I see a strange behavior on my GPU. I got
- AMD Fusion Processor (E350 + integrated HD 6310)
- ubuntu linux
- OpenCL 1.2 AMD-APP (923.1)
When I run a kernel on the GPU, the kernel execution time (taken from clGetEventProfilingInfo) is allways half of the execution time, that I get with gettimeofday on the host. It can't be a setup time because it is always half of the time measured on the host. The rest of the time the GPU seems idle.
I transfer data before measuring (with a blocking clEnqueueWriteBuffer). So data transfer shouldn't be the reason. I tried several kernels, having the same strange behaviors. When I run the kernel on the CPU, profiling time is equal to the gettimeofday time (no problem there). I tried clFinish, clWaitForEvents and waiting and checking on the host with clGetEventInfo. All with the same result.
I'll attach a screenshot of my resent tests with CodeXL. The kernel is called "nest". Very interesting is, that the idle time is always before the actual execution. It's always the same time like the execution. That really strange.
I hope someone knows a solution or a workaround.
try enqueue two kernels invocations. even it is not shown there is data transfer and/or allocation before first kernel execution.

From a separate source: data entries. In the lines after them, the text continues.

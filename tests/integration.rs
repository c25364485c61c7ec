//! End-to-end tests driving the real SQLite engine through a registered
//! in-memory VFS, in WAL mode.

use memlite::MemVfs;
use rusqlite::{Connection, OpenFlags};

/// Register a fresh VFS instance under a test-unique name.
fn vfs(name: &str) -> MemVfs {
    let vfs = MemVfs::new();
    vfs.register(name, false).unwrap();
    vfs
}

fn open(vfs_name: &str, db: &str) -> Connection {
    Connection::open_with_flags_and_vfs(
        db,
        OpenFlags::SQLITE_OPEN_READ_WRITE
            | OpenFlags::SQLITE_OPEN_CREATE
            | OpenFlags::SQLITE_OPEN_NO_MUTEX,
        vfs_name,
    )
    .unwrap()
}

/// Negotiate the journaling mode the VFS is specialized for.
fn setup_wal(conn: &Connection, page_size: u32) {
    conn.execute_batch(&format!(
        "PRAGMA page_size={page_size}; PRAGMA synchronous=OFF"
    ))
    .unwrap();
    let mode: String = conn
        .query_row("PRAGMA journal_mode=WAL", [], |row| row.get(0))
        .unwrap();
    assert_eq!(mode, "wal");
}

fn count(conn: &Connection) -> i64 {
    conn.query_row("SELECT COUNT(*) FROM test", [], |row| row.get(0))
        .unwrap()
}

#[test]
fn create_insert_and_checkpoint() {
    let vfs = vfs("memlite-it-basic");
    let conn = open("memlite-it-basic", "test.db");
    setup_wal(&conn, 512);

    conn.execute_batch("CREATE TABLE test (n INT)").unwrap();
    let mut insert = conn.prepare("INSERT INTO test (n) VALUES (?1)").unwrap();
    for i in 0..100 {
        insert.execute([i]).unwrap();
    }
    drop(insert);

    assert_eq!(count(&conn), 100);

    // The main database grows in whole pages, the WAL in whole frames.
    let db = vfs.file_read("test.db").unwrap();
    assert!(!db.is_empty());
    assert_eq!(db.len() % 512, 0);
    let wal = vfs.file_read("test.db-wal").unwrap();
    assert_eq!((wal.len() - 32) % (24 + 512), 0);

    // A truncating checkpoint moves everything into the main database.
    let (busy, _log, _ckpt): (i64, i64, i64) = conn
        .query_row("PRAGMA wal_checkpoint(TRUNCATE)", [], |row| {
            Ok((row.get(0)?, row.get(1)?, row.get(2)?))
        })
        .unwrap();
    assert_eq!(busy, 0);
    assert_eq!(vfs.file_read("test.db-wal").unwrap().len(), 0);
    assert_eq!(count(&conn), 100);
}

#[test]
fn two_connections_share_one_database() {
    let _vfs = vfs("memlite-it-shared");
    let writer = open("memlite-it-shared", "test.db");
    setup_wal(&writer, 512);
    writer.execute_batch("CREATE TABLE test (n INT)").unwrap();

    let reader = open("memlite-it-shared", "test.db");
    setup_wal(&reader, 512);

    writer
        .execute_batch("INSERT INTO test (n) VALUES (1), (2), (3)")
        .unwrap();
    assert_eq!(count(&reader), 3);

    // A read transaction pins its snapshot while the writer moves on.
    reader.execute_batch("BEGIN").unwrap();
    assert_eq!(count(&reader), 3);
    writer
        .execute_batch("INSERT INTO test (n) VALUES (4)")
        .unwrap();
    assert_eq!(count(&reader), 3);
    reader.execute_batch("COMMIT").unwrap();
    assert_eq!(count(&reader), 4);
}

#[test]
fn checkpoint_blocked_by_reader() {
    let _vfs = vfs("memlite-it-ckpt");
    let writer = open("memlite-it-ckpt", "test.db");
    setup_wal(&writer, 512);
    writer.execute_batch("CREATE TABLE test (n INT)").unwrap();
    for i in 0..50 {
        writer
            .execute(&format!("INSERT INTO test (n) VALUES ({i})"), [])
            .unwrap();
    }

    let reader = open("memlite-it-ckpt", "test.db");
    setup_wal(&reader, 512);
    reader.execute_batch("BEGIN").unwrap();
    // The first read inside the transaction pins the current end of the log.
    assert_eq!(count(&reader), 50);

    // With a reader pinning the log, the truncating checkpoint reports busy.
    let (busy, _log, _ckpt): (i64, i64, i64) = writer
        .query_row("PRAGMA wal_checkpoint(TRUNCATE)", [], |row| {
            Ok((row.get(0)?, row.get(1)?, row.get(2)?))
        })
        .unwrap();
    assert_eq!(busy, 1);

    reader.execute_batch("COMMIT").unwrap();

    let (busy, _log, _ckpt): (i64, i64, i64) = writer
        .query_row("PRAGMA wal_checkpoint(TRUNCATE)", [], |row| {
            Ok((row.get(0)?, row.get(1)?, row.get(2)?))
        })
        .unwrap();
    assert_eq!(busy, 0);
}

#[test]
fn journal_mode_other_than_wal_is_rejected() {
    let _vfs = vfs("memlite-it-mode");
    let conn = open("memlite-it-mode", "test.db");
    conn.execute_batch("PRAGMA synchronous=OFF").unwrap();

    let result = conn.query_row("PRAGMA journal_mode=MEMORY", [], |row| {
        row.get::<_, String>(0)
    });
    assert!(result.is_err());
}

#[test]
fn wal_mode_requires_synchronous_off() {
    let _vfs = vfs("memlite-it-sync");
    let conn = open("memlite-it-sync", "test.db");

    // Without synchronous=OFF the rollback-journal commit that flips the
    // version bytes hits a failing sync.
    let result = conn.query_row("PRAGMA journal_mode=WAL", [], |row| {
        row.get::<_, String>(0)
    });
    assert!(result.is_err());
}

#[test]
fn default_page_size_without_pragma() {
    let vfs = vfs("memlite-it-nops");
    let conn = open("memlite-it-nops", "test.db");
    conn.execute_batch("PRAGMA synchronous=OFF").unwrap();
    let mode: String = conn
        .query_row("PRAGMA journal_mode=WAL", [], |row| row.get(0))
        .unwrap();
    assert_eq!(mode, "wal");

    conn.execute_batch("CREATE TABLE foo (n INT)").unwrap();
    conn.execute_batch("PRAGMA wal_checkpoint(TRUNCATE)").ok();

    // The engine used its default 4096-byte pages; the VFS derived that from
    // the first page it saw.
    let db = vfs.file_read("test.db").unwrap();
    assert_eq!(db.len() % 4096, 0);
    assert!(!db.is_empty());
}

#[test]
fn snapshot_and_restore_through_the_engine() {
    let vfs = vfs("memlite-it-snap");
    let conn = open("memlite-it-snap", "test.db");
    setup_wal(&conn, 512);
    conn.execute_batch("CREATE TABLE test (n INT)").unwrap();
    for i in 0..25 {
        conn.execute(&format!("INSERT INTO test (n) VALUES ({i})"), [])
            .unwrap();
    }

    let db = vfs.file_read("test.db").unwrap();
    let wal = vfs.file_read("test.db-wal").unwrap();
    drop(conn);

    // Ship the snapshot to a different database name, as the consensus layer
    // does when installing state on a follower.
    vfs.file_write("restored.db", &db).unwrap();
    vfs.file_write("restored.db-wal", &wal).unwrap();

    let restored = open("memlite-it-snap", "restored.db");
    let rows: i64 = restored
        .query_row("SELECT COUNT(*) FROM test", [], |row| row.get(0))
        .unwrap();
    assert_eq!(rows, 25);
}

#[test]
fn reopen_after_close_keeps_data() {
    let _vfs = vfs("memlite-it-reopen");
    {
        let conn = open("memlite-it-reopen", "test.db");
        setup_wal(&conn, 512);
        conn.execute_batch("CREATE TABLE test (n INT); INSERT INTO test VALUES (7)")
            .unwrap();
    }

    let conn = open("memlite-it-reopen", "test.db");
    assert_eq!(count(&conn), 1);
}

I tried that, with some strange results.
See attached a screenshot when I execute the same kernel twice before calling clWaitForEvents and a screenshot where I call a kernel, call clWaitForEvents, call the kernel again and wait again.
Very strange is the first case, where the idle time before execution is exactly as long as both kernels execute afterwards.
now I remebered that there is bug in CodeXL. it show for example that kernels from two threads are executed overlaped even in reality not.
But I don't have 2 threads on the host. I call the two kernels one after an other.
And I don't think it's a bug in CodeXL (at least not only there) because I see that same behavior with the times I get from clGetEventProfilingInfo.